*** DATA TO USE ***

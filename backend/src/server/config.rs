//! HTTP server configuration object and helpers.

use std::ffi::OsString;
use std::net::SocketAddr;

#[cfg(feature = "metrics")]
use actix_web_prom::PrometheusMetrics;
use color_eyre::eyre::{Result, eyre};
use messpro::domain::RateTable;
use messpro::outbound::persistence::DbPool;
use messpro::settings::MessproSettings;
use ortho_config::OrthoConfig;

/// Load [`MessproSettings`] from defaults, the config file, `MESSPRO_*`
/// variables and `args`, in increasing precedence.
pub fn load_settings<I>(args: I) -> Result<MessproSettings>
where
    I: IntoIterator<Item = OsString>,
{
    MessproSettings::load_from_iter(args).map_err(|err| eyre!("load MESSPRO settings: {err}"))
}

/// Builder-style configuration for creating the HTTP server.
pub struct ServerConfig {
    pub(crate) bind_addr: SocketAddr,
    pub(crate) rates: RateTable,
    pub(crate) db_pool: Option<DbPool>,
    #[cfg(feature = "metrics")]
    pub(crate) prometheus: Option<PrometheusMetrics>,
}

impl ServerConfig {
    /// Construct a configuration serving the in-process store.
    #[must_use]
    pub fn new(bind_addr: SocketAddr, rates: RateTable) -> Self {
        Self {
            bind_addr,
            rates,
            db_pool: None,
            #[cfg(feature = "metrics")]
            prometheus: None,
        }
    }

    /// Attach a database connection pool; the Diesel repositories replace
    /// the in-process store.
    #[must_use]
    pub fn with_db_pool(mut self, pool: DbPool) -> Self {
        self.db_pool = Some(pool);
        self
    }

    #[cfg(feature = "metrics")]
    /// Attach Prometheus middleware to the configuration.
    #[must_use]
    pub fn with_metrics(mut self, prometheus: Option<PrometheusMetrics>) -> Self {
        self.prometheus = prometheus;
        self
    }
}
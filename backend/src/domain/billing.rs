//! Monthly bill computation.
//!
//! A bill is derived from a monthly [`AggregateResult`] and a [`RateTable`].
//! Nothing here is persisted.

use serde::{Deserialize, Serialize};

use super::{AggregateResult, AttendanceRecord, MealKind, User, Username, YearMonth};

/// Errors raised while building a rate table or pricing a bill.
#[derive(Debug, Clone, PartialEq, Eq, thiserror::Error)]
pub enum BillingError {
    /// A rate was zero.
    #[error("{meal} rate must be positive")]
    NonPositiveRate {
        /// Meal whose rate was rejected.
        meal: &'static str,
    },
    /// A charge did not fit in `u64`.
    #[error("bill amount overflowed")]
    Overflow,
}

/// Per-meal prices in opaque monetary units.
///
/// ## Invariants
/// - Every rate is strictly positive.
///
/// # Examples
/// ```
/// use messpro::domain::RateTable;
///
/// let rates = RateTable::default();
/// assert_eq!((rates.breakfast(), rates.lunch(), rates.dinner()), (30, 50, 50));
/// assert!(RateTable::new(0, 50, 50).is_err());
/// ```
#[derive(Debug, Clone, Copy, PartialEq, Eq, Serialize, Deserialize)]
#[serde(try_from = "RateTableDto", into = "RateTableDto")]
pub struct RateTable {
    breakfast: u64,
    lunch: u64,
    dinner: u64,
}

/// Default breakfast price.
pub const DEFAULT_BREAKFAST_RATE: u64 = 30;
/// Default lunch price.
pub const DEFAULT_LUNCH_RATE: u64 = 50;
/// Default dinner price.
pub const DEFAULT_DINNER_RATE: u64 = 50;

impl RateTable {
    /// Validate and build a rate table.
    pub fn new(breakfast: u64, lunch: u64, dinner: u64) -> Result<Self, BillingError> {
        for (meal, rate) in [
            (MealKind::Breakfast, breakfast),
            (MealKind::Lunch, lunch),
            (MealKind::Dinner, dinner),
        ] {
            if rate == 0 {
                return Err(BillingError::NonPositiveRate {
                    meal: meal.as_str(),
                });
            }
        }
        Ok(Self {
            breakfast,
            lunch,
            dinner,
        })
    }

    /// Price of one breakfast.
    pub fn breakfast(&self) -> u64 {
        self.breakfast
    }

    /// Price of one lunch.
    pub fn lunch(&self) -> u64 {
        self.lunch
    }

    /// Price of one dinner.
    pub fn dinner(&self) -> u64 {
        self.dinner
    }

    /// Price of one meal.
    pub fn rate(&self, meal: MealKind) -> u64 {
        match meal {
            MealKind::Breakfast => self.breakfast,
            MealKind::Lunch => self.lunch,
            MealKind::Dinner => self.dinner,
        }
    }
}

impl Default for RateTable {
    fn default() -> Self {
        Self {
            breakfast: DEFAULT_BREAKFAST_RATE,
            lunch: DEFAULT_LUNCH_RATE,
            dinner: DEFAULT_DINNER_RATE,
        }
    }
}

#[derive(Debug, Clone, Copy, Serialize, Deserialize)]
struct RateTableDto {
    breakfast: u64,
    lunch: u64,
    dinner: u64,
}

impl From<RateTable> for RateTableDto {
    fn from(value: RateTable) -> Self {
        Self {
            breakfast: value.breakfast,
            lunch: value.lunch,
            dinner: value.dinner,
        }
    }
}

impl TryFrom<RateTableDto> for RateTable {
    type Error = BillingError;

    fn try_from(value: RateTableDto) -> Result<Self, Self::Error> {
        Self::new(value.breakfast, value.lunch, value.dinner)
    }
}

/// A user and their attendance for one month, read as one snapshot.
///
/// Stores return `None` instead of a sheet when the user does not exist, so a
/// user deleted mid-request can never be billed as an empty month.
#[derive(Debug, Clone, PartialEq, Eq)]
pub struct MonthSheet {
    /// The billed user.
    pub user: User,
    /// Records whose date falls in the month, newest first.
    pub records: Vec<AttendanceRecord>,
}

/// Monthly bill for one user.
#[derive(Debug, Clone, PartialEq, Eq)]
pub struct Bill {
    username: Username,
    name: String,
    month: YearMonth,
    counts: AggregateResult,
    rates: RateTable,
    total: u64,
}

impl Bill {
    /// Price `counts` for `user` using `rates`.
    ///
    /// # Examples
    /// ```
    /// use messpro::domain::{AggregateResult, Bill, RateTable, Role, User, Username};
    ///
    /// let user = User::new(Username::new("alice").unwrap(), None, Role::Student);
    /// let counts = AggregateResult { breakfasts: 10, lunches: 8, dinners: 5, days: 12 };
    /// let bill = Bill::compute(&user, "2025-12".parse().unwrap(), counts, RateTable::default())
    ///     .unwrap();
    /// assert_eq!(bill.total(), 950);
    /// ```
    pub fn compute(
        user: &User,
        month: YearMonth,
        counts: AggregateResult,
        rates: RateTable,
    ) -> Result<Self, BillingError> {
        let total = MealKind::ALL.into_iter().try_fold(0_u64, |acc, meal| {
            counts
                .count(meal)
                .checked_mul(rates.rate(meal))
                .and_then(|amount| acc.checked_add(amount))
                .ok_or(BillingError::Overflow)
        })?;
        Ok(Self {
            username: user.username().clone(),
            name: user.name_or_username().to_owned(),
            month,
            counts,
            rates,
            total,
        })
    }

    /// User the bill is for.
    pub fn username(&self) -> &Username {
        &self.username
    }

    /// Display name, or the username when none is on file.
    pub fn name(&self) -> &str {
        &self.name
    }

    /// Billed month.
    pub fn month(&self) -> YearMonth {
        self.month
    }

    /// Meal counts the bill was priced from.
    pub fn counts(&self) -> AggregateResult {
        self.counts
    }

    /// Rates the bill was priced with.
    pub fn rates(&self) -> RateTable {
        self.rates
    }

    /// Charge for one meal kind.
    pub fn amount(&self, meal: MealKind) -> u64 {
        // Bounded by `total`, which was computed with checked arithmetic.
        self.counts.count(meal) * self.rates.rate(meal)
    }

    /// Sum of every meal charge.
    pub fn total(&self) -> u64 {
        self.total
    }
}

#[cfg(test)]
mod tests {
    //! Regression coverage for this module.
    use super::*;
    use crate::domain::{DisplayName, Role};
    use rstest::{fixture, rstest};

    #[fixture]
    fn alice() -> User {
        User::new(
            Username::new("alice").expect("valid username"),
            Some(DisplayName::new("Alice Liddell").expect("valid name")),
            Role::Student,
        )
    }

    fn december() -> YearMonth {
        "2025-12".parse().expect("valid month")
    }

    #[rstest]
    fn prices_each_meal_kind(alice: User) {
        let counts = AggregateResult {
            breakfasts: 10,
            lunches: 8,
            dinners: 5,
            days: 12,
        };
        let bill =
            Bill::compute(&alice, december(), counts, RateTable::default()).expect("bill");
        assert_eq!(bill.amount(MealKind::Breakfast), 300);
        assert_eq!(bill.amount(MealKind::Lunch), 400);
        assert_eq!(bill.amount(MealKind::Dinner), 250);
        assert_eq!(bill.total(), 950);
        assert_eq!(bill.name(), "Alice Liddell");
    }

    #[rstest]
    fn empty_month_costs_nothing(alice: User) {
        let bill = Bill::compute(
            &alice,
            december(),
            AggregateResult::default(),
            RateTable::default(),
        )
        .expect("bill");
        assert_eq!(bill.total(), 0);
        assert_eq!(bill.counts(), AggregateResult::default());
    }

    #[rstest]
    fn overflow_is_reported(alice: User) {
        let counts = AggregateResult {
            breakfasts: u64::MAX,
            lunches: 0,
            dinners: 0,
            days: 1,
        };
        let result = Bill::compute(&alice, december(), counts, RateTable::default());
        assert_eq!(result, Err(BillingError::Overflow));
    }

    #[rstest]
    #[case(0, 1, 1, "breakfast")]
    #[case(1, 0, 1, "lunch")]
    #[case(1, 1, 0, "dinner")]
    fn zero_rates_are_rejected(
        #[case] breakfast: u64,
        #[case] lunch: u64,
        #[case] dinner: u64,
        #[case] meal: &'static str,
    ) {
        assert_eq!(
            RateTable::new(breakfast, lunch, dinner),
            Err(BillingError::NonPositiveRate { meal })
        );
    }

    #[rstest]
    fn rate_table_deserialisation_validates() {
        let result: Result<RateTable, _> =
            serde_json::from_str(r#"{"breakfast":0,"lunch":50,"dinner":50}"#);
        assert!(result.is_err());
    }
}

***

* EXERCISE
Report each line of the records that holds the word "priced".

* RESPONSE AREA
    /// Meal counts the bill was priced from.
    /// Rates the bill was priced with.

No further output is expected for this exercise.